Published by: Hachette Australia
ISBN 13: 9781472207821
Published: June 2014
Format reviewed: eVersion from NetGalley
Site: Author Site
Goodreads: Book Page
Stars: Four out of Five
‘Prisoner of Night and Fog’ by Anne Blankman is set in the 1930s in Munich, just after World War I (then called The Great War) when Germany is in turmoil. Gretchen Müller is a young adult, and a proud member of the National Socialist Party along with the rest of her family. Times are hard, but she is confident that a close family friend will look after them. He’s always been important to them, since the war. Especially since her own father saved the man’s life, by jumping in front of bullets meant for him. Gretchen, his favourite girl – his sunshine – calls him Uncle Dolf. Others call him Adolf Hitler.
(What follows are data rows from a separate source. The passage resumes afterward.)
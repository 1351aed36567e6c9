//! # World Translation: Cycle-Consistent Sim-to-Real Transition Mapping
//!
//! Learns a bidirectional mapping between the transition distributions of
//! two worlds (e.g. a simulator and a physical system) from unpaired
//! observation logs, then translates live state between them at
//! deployment time.
//!
//! ## Pipeline Overview
//!
//! ```text
//! ┌──────────────────────────────────────────────────────────────┐
//! │  Collection (per world, independent)                         │
//! │  World ──step──▶ TransitionCollector ──channel──▶            │
//! │                      chunk-writer thread ──▶ chunk_*.bin     │
//! ├──────────────────────────────────────────────────────────────┤
//! │  Training (offline)                                          │
//! │  DomainDataset A ─┐                                          │
//! │                   ├─▶ Trainer ──▶ TranslationModel           │
//! │  DomainDataset B ─┘       │   (enc/dec per domain,           │
//! │                           │    shared latent space)          │
//! │                           ▼                                  │
//! │                   checkpoint_NNNNNN/                         │
//! ├──────────────────────────────────────────────────────────────┤
//! │  Deployment                                                  │
//! │  load_latest_checkpoint ──▶ WorldTranslator::translate       │
//! └──────────────────────────────────────────────────────────────┘
//! ```
//!
//! Collection never blocks the stepping loop on disk I/O: transitions
//! flow through a bounded channel to a dedicated writer thread that
//! compresses and persists fixed-size chunks. Training pairs two chunk
//! directories and optimizes per-domain reconstruction plus a
//! cycle-consistency penalty, so no paired samples are ever required.
//!
//! ## Usage
//!
//! ```rust,ignore
//! use world_translation::{
//!     CollectorConfig, DomainSource, DomainSpec, Trainer, TrainerConfig,
//!     TransitionCollector, WorldTranslator,
//! };
//!
//! // Collect, once per world:
//! let mut collector = TransitionCollector::new(CollectorConfig::new("data/sim", 3, 0));
//! collector.start_collection()?;
//! collector.add_transition(&prev_obs, &[], &obs)?;
//! let stats = collector.stop_collection()?;
//!
//! // Train:
//! let mut trainer: Trainer<B> = Trainer::new(
//!     DomainSource::new("data/sim", DomainSpec::new("sim-world", 3, 0)),
//!     DomainSource::new("data/real", DomainSpec::new("real-world", 3, 0)),
//!     256,
//!     device,
//! );
//! trainer.configure(TrainerConfig::new().with_batch_size(128));
//! trainer.train(200, 10)?;
//!
//! // Deploy:
//! let translator = WorldTranslator::<B>::from_checkpoint_dir("checkpoints", device)?;
//! let real_obs = translator.translate("sim-world", "real-world", &prev, &[], &obs)?;
//! ```

pub mod core;
pub mod collect;
pub mod data;
pub mod model;
pub mod train;
pub mod deploy;
pub mod metrics;
pub mod world;

// Re-export main types
pub use crate::core::{Transition, TransitionBatch};
pub use collect::{CollectError, CollectionStats, CollectorConfig, TransitionCollector};
pub use data::{DatasetError, DomainDataset, DomainSpec};
pub use deploy::{TranslateError, WorldTranslator};
pub use metrics::{ConsoleLogger, CsvLogger, MetricsLogger, MultiLogger, NullLogger, TrainingSnapshot};
pub use model::{TranslationModel, TranslationModelConfig};
pub use train::{
    load_latest_checkpoint, CheckpointError, CheckpointMetadata, DomainSource, Trainer,
    TrainerConfig, TrainError,
};
pub use world::{drive_collection, drive_translated, BallWorld, World, BALL_OBS_DIM};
Though life is hard and there is something distressing about her brother, Gretchen is willing and able to do whatever is asked of her – help her mother run a boarding house, be active socially and a good representation for the NSP – that is, until, someone whispers to her that her father was murdered by a comrade. He is known as the adored Nazi martyr, leaping before the Führer to protect his body with his own. Then why was there a bullet wound in his back, with powder burns to show close contact?
The fact that the news is coming from a Jew sickens her, but Gretchen becomes obsessed with finding out what truly happened, even if it means discovering ugly truths about those she considered friends. What if it begins to twist loyalties, though? How far can she go on this path, and how can she choose between discovering the truth about her beloved father if it means also discovering truths about her beloved Führer?
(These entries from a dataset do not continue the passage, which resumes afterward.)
//! Online transition collection: bounded buffering plus background
//! chunked persistence.
//!
//! The driving physics loop calls [`TransitionCollector::add_transition`]
//! once per step; transitions queue on a bounded in-memory buffer and a
//! background thread assembles and writes chunks, so disk I/O never runs
//! on the stepping thread. A full buffer blocks the producer
//! (backpressure) instead of dropping data.

pub mod collector;
pub mod writer;


pub use collector::{CollectorConfig, TransitionCollector};
pub use writer::{ChunkWriter, CollectionStats, WriterConfig};

use std::fmt;
use std::io;

/// Error type for collection operations.
#[derive(Debug)]
pub enum CollectError {
    /// Invalid configuration or lifecycle misuse (not retried).
    Config(String),
    /// IO error while preparing storage.
    Io(io::Error),
    /// The background writer exhausted its retry budget and gave up.
    ///
    /// Transitions accepted after this point would be lost, so collection
    /// fails fast instead of dropping them silently.
    WriterFailed(String),
}

impl fmt::Display for CollectError {
    fn fmt(&self, f: &mut fmt::Formatter<'_>) -> fmt::Result {
        match self {
            CollectError::Config(e) => write!(f, "Configuration error: {}", e),
            CollectError::Io(e) => write!(f, "IO error: {}", e),
            CollectError::WriterFailed(e) => write!(f, "Chunk writer failed: {}", e),
        }
    }
}

impl std::error::Error for CollectError {}

impl From<io::Error> for CollectError {
    fn from(e: io::Error) -> Self {
        CollectError::Io(e)
    }
}
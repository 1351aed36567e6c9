//! Background chunk writer with a bounded in-memory buffer.
//!
//! Producers push transitions onto a bounded channel; a single writer
//! thread drains it, assembling chunks of `chunk_size` transitions and
//! persisting each with bounded-backoff retries. While retries are in
//! flight the channel doubles as the retry queue: producers keep filling
//! it and block once it saturates, so no transition is ever dropped
//! without an explicit error.

use std::path::PathBuf;
use std::sync::atomic::{AtomicBool, Ordering};
use std::sync::Arc;
use std::thread::JoinHandle;
use std::time::Duration;

use crossbeam_channel::{bounded, Receiver, Sender};
use parking_lot::Mutex;

use super::CollectError;
use crate::core::transition::Transition;
use crate::data::chunk::{next_chunk_seq, write_chunk};

/// Configuration for the chunk writer.
#[derive(Debug, Clone)]
pub struct WriterConfig {
    /// Directory receiving chunk files.
    pub data_dir: PathBuf,
    /// Observation dimension of incoming transitions.
    pub obs_dim: usize,
    /// Action dimension of incoming transitions.
    pub action_dim: usize,
    /// Transitions per persisted chunk.
    pub chunk_size: usize,
    /// Capacity of the in-memory buffer between producer and writer.
    pub buffer_size: usize,
    /// Write attempts per chunk before the writer gives up.
    pub retry_limit: usize,
    /// Initial backoff between retries (doubled per attempt).
    pub retry_backoff: Duration,
}

/// Totals reported by a finished writer.
#[derive(Debug, Clone, Copy, Default, PartialEq, Eq)]
pub struct CollectionStats {
    /// Transitions durably persisted.
    pub transitions_persisted: usize,
    /// Chunk files written (the last one may be partial).
    pub chunks_written: usize,
}

/// Bounded buffer plus background persistence thread.
///
/// `add` never performs I/O on the caller's thread; it blocks only when
/// the buffer is full. `stop` flushes everything accepted before it was
/// called, including a final partial chunk.
pub struct ChunkWriter {
    config: WriterConfig,
    tx: Option<Sender<Transition>>,
    handle: Option<JoinHandle<Result<CollectionStats, CollectError>>>,
    failed: Arc<AtomicBool>,
    failure: Arc<Mutex<Option<String>>>,
}

impl ChunkWriter {
    /// Create a writer; no thread is spawned until [`ChunkWriter::start`].
    pub fn new(config: WriterConfig) -> Self {
        Self {
            config,
            tx: None,
            handle: None,
            failed: Arc::new(AtomicBool::new(false)),
            failure: Arc::new(Mutex::new(None)),
        }
    }

    /// Begin accepting transitions and spawn the persistence thread.
    ///
    /// Chunk numbering continues from any chunks already present in the
    /// data directory, so interrupted runs can resume.
    pub fn start(&mut self) -> Result<(), CollectError> {
        if self.handle.is_some() {
            return Err(CollectError::Config("writer already started".into()));
        }
        if self.config.obs_dim == 0 {
            return Err(CollectError::Config("obs_dim must be > 0".into()));
        }
        if self.config.chunk_size == 0 || self.config.buffer_size == 0 {
            return Err(CollectError::Config(
                "chunk_size and buffer_size must be > 0".into(),
            ));
        }

        std::fs::create_dir_all(&self.config.data_dir)?;
        let start_seq = next_chunk_seq(&self.config.data_dir)?;

        let (tx, rx) = bounded(self.config.buffer_size);
        let config = self.config.clone();
        let failed = self.failed.clone();
        let failure = self.failure.clone();

        let handle = std::thread::Builder::new()
            .name("chunk-writer".to_string())
            .spawn(move || writer_loop(rx, config, start_seq, failed, failure))
            .map_err(|e| CollectError::Config(format!("failed to spawn writer thread: {}", e)))?;

        self.tx = Some(tx);
        self.handle = Some(handle);
        Ok(())
    }

    /// Queue one transition for persistence.
    ///
    /// Blocks only when the buffer is full (producer outpacing storage).
    /// Fails fast with [`CollectError::WriterFailed`] once the background
    /// writer has given up.
    pub fn add(&self, transition: Transition) -> Result<(), CollectError> {
        if self.failed.load(Ordering::Acquire) {
            return Err(self.failure_error());
        }
        let tx = self
            .tx
            .as_ref()
            .ok_or_else(|| CollectError::Config("writer not started".into()))?;
        tx.send(transition).map_err(|_| self.failure_error())
    }

    /// Flush all buffered transitions and terminate the writer thread.
    ///
    /// Idempotent: calling twice, or without a prior start, is a no-op
    /// returning the default stats.
    pub fn stop(&mut self) -> Result<CollectionStats, CollectError> {
        self.tx = None; // disconnects the channel; writer drains and flushes
        match self.handle.take() {
            Some(handle) => handle
                .join()
                .map_err(|_| CollectError::WriterFailed("writer thread panicked".into()))?,
            None => Ok(CollectionStats::default()),
        }
    }

    fn failure_error(&self) -> CollectError {
        let detail = self
            .failure
            .lock()
            .clone()
            .unwrap_or_else(|| "writer terminated".into());
        CollectError::WriterFailed(detail)
    }
}

impl Drop for ChunkWriter {
    fn drop(&mut self) {
        // Best effort flush when the owner forgets to stop.
        let _ = self.stop();
    }
}

fn writer_loop(
    rx: Receiver<Transition>,
    config: WriterConfig,
    start_seq: u64,
    failed: Arc<AtomicBool>,
    failure: Arc<Mutex<Option<String>>>,
) -> Result<CollectionStats, CollectError> {
    let mut pending: Vec<Transition> = Vec::with_capacity(config.chunk_size);
    let mut seq = start_seq;
    let mut stats = CollectionStats::default();

    let mut fail = |rx: &Receiver<Transition>, e: CollectError| {
        *failure.lock() = Some(e.to_string());
        failed.store(true, Ordering::Release);
        // Unblock producers stuck on a saturated buffer before surfacing
        // the error; their data is reported lost, not silently dropped.
        while rx.try_recv().is_ok() {}
        e
    };

    loop {
        match rx.recv() {
            Ok(transition) => {
                pending.push(transition);
                if pending.len() == config.chunk_size {
                    match persist_with_retry(&config, seq, &pending) {
                        Ok(()) => {
                            stats.transitions_persisted += pending.len();
                            stats.chunks_written += 1;
                            seq += 1;
                            pending.clear();
                        }
                        Err(e) => return Err(fail(&rx, e)),
                    }
                }
            }
            // Disconnected: every producer handle dropped, flush and exit.
            Err(_) => break,
        }
    }

    if !pending.is_empty() {
        match persist_with_retry(&config, seq, &pending) {
            Ok(()) => {
                stats.transitions_persisted += pending.len();
                stats.chunks_written += 1;
            }
            Err(e) => return Err(fail(&rx, e)),
        }
    }
    Ok(stats)
}

/// Write one chunk, retrying transient failures with doubling backoff.
fn persist_with_retry(
    config: &WriterConfig,
    seq: u64,
    transitions: &[Transition],
) -> Result<(), CollectError> {
    let mut backoff = config.retry_backoff;
    for attempt in 0..=config.retry_limit {
        match write_chunk(
            &config.data_dir,
            seq,
            config.obs_dim,
            config.action_dim,
            transitions,
        ) {
            Ok(_) => return Ok(()),
            Err(e) if attempt == config.retry_limit => {
                return Err(CollectError::WriterFailed(format!(
                    "chunk {} failed after {} attempts: {}",
                    seq,
                    config.retry_limit + 1,
                    e
                )));
            }
            Err(_) => {
                std::thread::sleep(backoff);
                backoff *= 2;
            }
        }
    }
    unreachable!("retry loop always returns");
}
In this fast-paced historical fiction, we see what Germany was like at the time and how desperate things became. We see another side to Hitler, with how he liked to draw, eat simple foods, and gave insightful and philosophical encouragement to those who surrounded him.
This is a hard novel to read in parts for obvious reasons. It is brutal from start to finish, and unfortunately shows cruelty to animals which can be hard or impossible for some readers to cope with. I skimmed past it – it’s pretty clear that it’s going to happen and when – and then got back into the novel once it was done. It’s well used in the plot and not superfluous, but I still had to go sit and play with my animals to calm down afterwards. It’s such a horrible thing to contemplate.
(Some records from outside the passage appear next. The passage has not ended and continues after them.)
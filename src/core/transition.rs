//! Transition types shared by collection, training, and deployment.
//!
//! A transition is one `(prev_obs, action, obs)` triple captured from a
//! single environment instance at a single physics step. Batches flatten
//! their rows into contiguous `Vec<f32>` storage, row-major, matching the
//! layout produced by vectorized worlds.

use serde::{Deserialize, Serialize};

/// One captured step: previous observation, action, resulting observation.
///
/// All three vectors belong to the same environment instance at the same
/// step. `action` may be empty for action-free domains.
#[derive(Debug, Clone, PartialEq, Serialize, Deserialize)]
pub struct Transition {
    /// Observation before the physics step
    pub prev_obs: Vec<f32>,
    /// Action applied during the step (may be empty)
    pub action: Vec<f32>,
    /// Observation after the physics step
    pub obs: Vec<f32>,
}

impl Transition {
    /// Create a new transition.
    pub fn new(prev_obs: Vec<f32>, action: Vec<f32>, obs: Vec<f32>) -> Self {
        Self {
            prev_obs,
            action,
            obs,
        }
    }

    /// Total vector dimension: `2 * obs_dim + action_dim`.
    pub fn dim(&self) -> usize {
        self.prev_obs.len() + self.action.len() + self.obs.len()
    }

    /// Concatenate `[prev_obs | action | obs]` into one flat vector.
    ///
    /// This is the representation the translation model encodes.
    pub fn to_flat(&self) -> Vec<f32> {
        let mut flat = Vec::with_capacity(self.dim());
        flat.extend_from_slice(&self.prev_obs);
        flat.extend_from_slice(&self.action);
        flat.extend_from_slice(&self.obs);
        flat
    }
}

/// Batch of transitions with flattened column storage.
///
/// `prev_obs` holds `len * obs_dim` floats, `action` holds
/// `len * action_dim`, `obs` holds `len * obs_dim`, all row-major.
#[derive(Debug, Clone, PartialEq)]
pub struct TransitionBatch {
    /// Flattened previous observations `[len * obs_dim]`
    pub prev_obs: Vec<f32>,
    /// Flattened actions `[len * action_dim]`
    pub action: Vec<f32>,
    /// Flattened observations `[len * obs_dim]`
    pub obs: Vec<f32>,
    /// Number of transitions in the batch
    pub len: usize,
}

impl TransitionBatch {
    /// Create an empty batch with pre-allocated capacity.
    pub fn with_capacity(capacity: usize, obs_dim: usize, action_dim: usize) -> Self {
        Self {
            prev_obs: Vec::with_capacity(capacity * obs_dim),
            action: Vec::with_capacity(capacity * action_dim),
            obs: Vec::with_capacity(capacity * obs_dim),
            len: 0,
        }
    }

    /// Append one transition's rows to the batch.
    pub fn push(&mut self, transition: &Transition) {
        self.prev_obs.extend_from_slice(&transition.prev_obs);
        self.action.extend_from_slice(&transition.action);
        self.obs.extend_from_slice(&transition.obs);
        self.len += 1;
    }

    /// Check if the batch is empty.
    pub fn is_empty(&self) -> bool {
        self.len == 0
    }

    /// Flatten into row-major `[len, 2 * obs_dim + action_dim]` model input:
    /// each row is `[prev_obs | action | obs]`.
    pub fn to_rows(&self, obs_dim: usize, action_dim: usize) -> Vec<f32> {
        let dim = 2 * obs_dim + action_dim;
        let mut rows = Vec::with_capacity(self.len * dim);
        for i in 0..self.len {
            rows.extend_from_slice(&self.prev_obs[i * obs_dim..(i + 1) * obs_dim]);
            rows.extend_from_slice(&self.action[i * action_dim..(i + 1) * action_dim]);
            rows.extend_from_slice(&self.obs[i * obs_dim..(i + 1) * obs_dim]);
        }
        rows
    }
}

#[cfg(test)]
mod tests {
    use super::*;

    #[test]
    fn test_transition_dim() {
        let t = Transition::new(vec![1.0, 2.0, 3.0], vec![0.5], vec![4.0, 5.0, 6.0]);
        assert_eq!(t.dim(), 7);
        assert_eq!(t.to_flat(), vec![1.0, 2.0, 3.0, 0.5, 4.0, 5.0, 6.0]);
    }

    #[test]
    fn test_transition_empty_action() {
        let t = Transition::new(vec![1.0], vec![], vec![2.0]);
        assert_eq!(t.dim(), 2);
        assert_eq!(t.to_flat(), vec![1.0, 2.0]);
    }

    #[test]
    fn test_batch_push_and_rows() {
        let mut batch = TransitionBatch::with_capacity(2, 2, 1);
        batch.push(&Transition::new(vec![1.0, 2.0], vec![9.0], vec![3.0, 4.0]));
        batch.push(&Transition::new(vec![5.0, 6.0], vec![8.0], vec![7.0, 0.0]));

        assert_eq!(batch.len, 2);
        assert_eq!(
            batch.to_rows(2, 1),
            vec![1.0, 2.0, 9.0, 3.0, 4.0, 5.0, 6.0, 8.0, 7.0, 0.0]
        );
    }

    #[test]
    fn test_batch_rows_action_free() {
        let mut batch = TransitionBatch::with_capacity(1, 3, 0);
        batch.push(&Transition::new(
            vec![1.0, 2.0, 3.0],
            vec![],
            vec![4.0, 5.0, 6.0],
        ));
        assert_eq!(batch.to_rows(3, 0), vec![1.0, 2.0, 3.0, 4.0, 5.0, 6.0]);
    }
}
The characters throughout are interesting, and a product of the time. We see Gretchen in a realistic light, though of course she is slightly adventurous and daring in order for the novel to happen. Her friends are interesting and fill the space well. Her family are devastatingly real, and the members of the Socialist Party (both real and fictional) are scarily realistic.
This is somehow a quick read, despite being 350 pages. There is a romance, but it wasn’t one I felt overly strongly which could have simply been my mood – it didn’t annoy or take me out of the novel, it simply wasn’t what I was focusing on while reading.
There seems like there shall be a sequel and perhaps I’ll focus more on it then.
This book is highly recommended for those who love Elizabeth Wein.